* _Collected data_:
.....

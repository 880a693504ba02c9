//! Transaction verification state machine
//!
//! Coordinates the expiry deadline, the per-method attempt budget, external
//! verification calls and the version-checked persist. All transaction
//! mutations go through here; concurrent submissions for the same
//! transaction are serialized by the store's optimistic versioning, with one
//! internal retry on conflict.

use crate::models::{
    AttemptOutcome, BiometricMethod, Transaction, TransactionStatus, TransactionType,
    VerificationMethod,
};
use crate::providers::{FaceMatcher, ReferenceVault, SpeechTranscriber};
use crate::storage::TransactionStore;
use chrono::Utc;
use std::future::Future;
use std::sync::Arc;
use tracing::{debug, info, warn};
use veriflow_common::{Error, Result};

/// Tunable verification behavior
#[derive(Debug, Clone)]
pub struct VerificationPolicy {
    /// Minimum face similarity accepted as a match
    pub similarity_threshold: f64,

    /// Per-method attempt budget
    pub max_attempts: u32,

    /// How long a transaction stays verifiable after creation
    pub transaction_ttl: chrono::Duration,

    /// Amounts above this lose risk points
    pub large_amount_threshold: f64,

    /// Pause before the single retry of a failed provider call
    pub provider_retry_backoff: std::time::Duration,
}

impl Default for VerificationPolicy {
    fn default() -> Self {
        Self {
            similarity_threshold: 0.8,
            max_attempts: 3,
            transaction_ttl: chrono::Duration::minutes(15),
            large_amount_threshold: 10_000.0,
            provider_retry_backoff: std::time::Duration::from_millis(250),
        }
    }
}

/// The transaction state machine
pub struct VerificationOrchestrator {
    store: Arc<dyn TransactionStore>,
    faces: Arc<dyn FaceMatcher>,
    speech: Arc<dyn SpeechTranscriber>,
    vault: Arc<dyn ReferenceVault>,
    policy: VerificationPolicy,
}

impl VerificationOrchestrator {
    pub fn new(
        store: Arc<dyn TransactionStore>,
        faces: Arc<dyn FaceMatcher>,
        speech: Arc<dyn SpeechTranscriber>,
        vault: Arc<dyn ReferenceVault>,
        policy: VerificationPolicy,
    ) -> Self {
        Self {
            store,
            faces,
            speech,
            vault,
            policy,
        }
    }

    /// Create a pending transaction
    pub async fn create(
        &self,
        owner_id: &str,
        transaction_type: TransactionType,
        amount: f64,
        currency: &str,
        verification_method: VerificationMethod,
    ) -> Result<Transaction> {
        if !amount.is_finite() || amount <= 0.0 {
            return Err(Error::Validation("amount must be positive".to_string()));
        }
        let currency = currency.trim();
        if currency.is_empty() || currency.len() > 8 {
            return Err(Error::Validation("invalid currency code".to_string()));
        }

        let txn = Transaction::new(
            owner_id.to_string(),
            transaction_type,
            amount,
            currency.to_uppercase(),
            verification_method,
            self.policy.transaction_ttl,
        );
        self.store.insert(&txn).await?;

        info!(
            "Created transaction {} for {} ({} {})",
            txn.id, txn.owner_id, txn.amount, txn.currency
        );

        Ok(txn)
    }

    /// Load a transaction, applying lazy expiry on read.
    ///
    /// If the deadline has passed and the transaction is still Pending, this
    /// read transitions it to Expired and persists before returning; only
    /// the first reader writes.
    pub async fn get(&self, id: &str) -> Result<Transaction> {
        let mut txn = self
            .store
            .load(id)
            .await?
            .ok_or_else(|| Error::NotFound(id.to_string()))?;

        if txn.status == TransactionStatus::Pending && txn.is_expired_at(Utc::now()) {
            let expected = txn.version;
            txn.mark_expired();
            txn.version += 1;

            match self.store.save(&txn, expected).await {
                Ok(()) => {
                    info!("Transaction {} expired lazily on read", txn.id);
                }
                Err(Error::ConcurrencyConflict(_)) => {
                    // Another request got there first; the stored state wins
                    return self
                        .store
                        .load(id)
                        .await?
                        .ok_or_else(|| Error::NotFound(id.to_string()));
                }
                Err(e) => return Err(e),
            }
        }

        Ok(txn)
    }

    /// Verify face evidence against the owner's enrolled reference image
    pub async fn verify_face(
        &self,
        id: &str,
        probe: &[u8],
        evidence_ref: Option<String>,
    ) -> Result<Transaction> {
        match self.try_verify_face(id, probe, evidence_ref.clone()).await {
            Err(Error::ConcurrencyConflict(_)) => {
                debug!("Version conflict on {}, retrying face verification", id);
                self.try_verify_face(id, probe, evidence_ref).await
            }
            result => result,
        }
    }

    async fn try_verify_face(
        &self,
        id: &str,
        probe: &[u8],
        evidence_ref: Option<String>,
    ) -> Result<Transaction> {
        let mut txn = self
            .store
            .load(id)
            .await?
            .ok_or_else(|| Error::NotFound(id.to_string()))?;

        if let Some(current) = self.preflight(&mut txn, BiometricMethod::Face).await? {
            return Ok(current);
        }

        let reference = self
            .call_with_retry("reference vault", || {
                self.vault.face_reference(&txn.owner_id)
            })
            .await?;

        let similarity = self
            .call_with_retry("face matcher", || self.faces.compare(probe, &reference))
            .await?;

        let matched = similarity >= self.policy.similarity_threshold;
        self.commit_attempt(txn, BiometricMethod::Face, matched, similarity, evidence_ref, None)
            .await
    }

    /// Verify voice evidence: the transcribed audio must equal the expected
    /// phrase after case/punctuation/whitespace normalization.
    pub async fn verify_voice(
        &self,
        id: &str,
        audio: &[u8],
        expected_text: &str,
        evidence_ref: Option<String>,
    ) -> Result<Transaction> {
        if expected_text.trim().is_empty() {
            return Err(Error::Validation("expected text must not be empty".to_string()));
        }

        match self
            .try_verify_voice(id, audio, expected_text, evidence_ref.clone())
            .await
        {
            Err(Error::ConcurrencyConflict(_)) => {
                debug!("Version conflict on {}, retrying voice verification", id);
                self.try_verify_voice(id, audio, expected_text, evidence_ref)
                    .await
            }
            result => result,
        }
    }

    async fn try_verify_voice(
        &self,
        id: &str,
        audio: &[u8],
        expected_text: &str,
        evidence_ref: Option<String>,
    ) -> Result<Transaction> {
        let mut txn = self
            .store
            .load(id)
            .await?
            .ok_or_else(|| Error::NotFound(id.to_string()))?;

        if let Some(current) = self.preflight(&mut txn, BiometricMethod::Voice).await? {
            return Ok(current);
        }

        let transcription = self
            .call_with_retry("speech transcriber", || self.speech.transcribe(audio))
            .await?;

        let matched = normalize_phrase(&transcription.text) == normalize_phrase(expected_text);
        let note = Some(format!("transcript: {:?}", transcription.text));

        self.commit_attempt(
            txn,
            BiometricMethod::Voice,
            matched,
            transcription.confidence,
            evidence_ref,
            note,
        )
        .await
    }

    /// Shared entry checks. Returns `Ok(Some(_))` for the idempotent
    /// terminal no-op, `Ok(None)` when verification should proceed.
    async fn preflight(
        &self,
        txn: &mut Transaction,
        method: BiometricMethod,
    ) -> Result<Option<Transaction>> {
        if txn.status == TransactionStatus::Pending && txn.is_expired_at(Utc::now()) {
            self.persist_expiry(txn).await?;
            return Err(Error::Expired);
        }

        match txn.status {
            TransactionStatus::Expired => return Err(Error::Expired),
            TransactionStatus::Approved | TransactionStatus::Rejected => {
                debug!(
                    "Transaction {} already {:?}; verification is a no-op",
                    txn.id, txn.status
                );
                return Ok(Some(txn.clone()));
            }
            TransactionStatus::Pending => {}
        }

        if txn.attempts_for(method) >= self.policy.max_attempts {
            return Err(Error::AttemptsExhausted);
        }

        Ok(None)
    }

    /// Record the attempt and persist under the version check.
    ///
    /// Re-validates expiry first: the deadline may have passed while the
    /// provider call was in flight, in which case the transaction expires
    /// and the result is discarded.
    async fn commit_attempt(
        &self,
        mut txn: Transaction,
        method: BiometricMethod,
        matched: bool,
        confidence: f64,
        evidence_ref: Option<String>,
        note: Option<String>,
    ) -> Result<Transaction> {
        let now = Utc::now();
        if txn.is_expired_at(now) {
            self.persist_expiry(&mut txn).await?;
            return Err(Error::Expired);
        }

        let outcome = if matched {
            AttemptOutcome::Match
        } else {
            AttemptOutcome::Mismatch
        };
        txn.record_attempt(method, outcome, confidence, note);

        if matched {
            txn.apply_verified(
                method,
                confidence,
                evidence_ref,
                now,
                self.policy.large_amount_threshold,
            );
        }

        let expected = txn.version;
        txn.version += 1;
        self.store.save(&txn, expected).await?;

        if matched {
            info!(
                "Transaction {} {:?} verification matched (confidence {:.2}, status {:?})",
                txn.id, method, confidence, txn.status
            );
            Ok(txn)
        } else {
            let remaining = self.policy.max_attempts - txn.attempts_for(method);
            warn!(
                "Transaction {} {:?} verification mismatch ({} attempt(s) remaining)",
                txn.id, method, remaining
            );
            Err(Error::VerificationMismatch {
                remaining_attempts: remaining,
            })
        }
    }

    async fn persist_expiry(&self, txn: &mut Transaction) -> Result<()> {
        let expected = txn.version;
        txn.mark_expired();
        txn.version += 1;
        // A conflict here means a concurrent writer advanced the
        // transaction; it propagates so the caller re-reads fresh state.
        self.store.save(txn, expected).await?;
        info!("Transaction {} expired", txn.id);
        Ok(())
    }

    /// Run a provider call, retrying once with backoff on provider failure.
    /// Provider failures never consume an attempt from the budget: no
    /// definitive evidence was produced.
    async fn call_with_retry<T, F, Fut>(&self, what: &str, op: F) -> Result<T>
    where
        F: Fn() -> Fut,
        Fut: Future<Output = Result<T>>,
    {
        match op().await {
            Err(Error::ExternalService(first)) => {
                warn!("{} call failed, retrying once: {}", what, first);
                tokio::time::sleep(self.policy.provider_retry_backoff).await;
                op().await
            }
            result => result,
        }
    }
}

/// Lowercase, strip punctuation, collapse whitespace
fn normalize_phrase(text: &str) -> String {
    text.to_lowercase()
        .chars()
        .filter(|c| c.is_alphanumeric() || c.is_whitespace())
        .collect::<String>()
        .split_whitespace()
        .collect::<Vec<_>>()
        .join(" ")
}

.....

* _Your instructions_:
Scan the data above for the string "chrono". Copy every line in which it appears.

* _Answer to the problem_:
use chrono::Utc;
    pub transaction_ttl: chrono::Duration,
            transaction_ttl: chrono::Duration::minutes(15),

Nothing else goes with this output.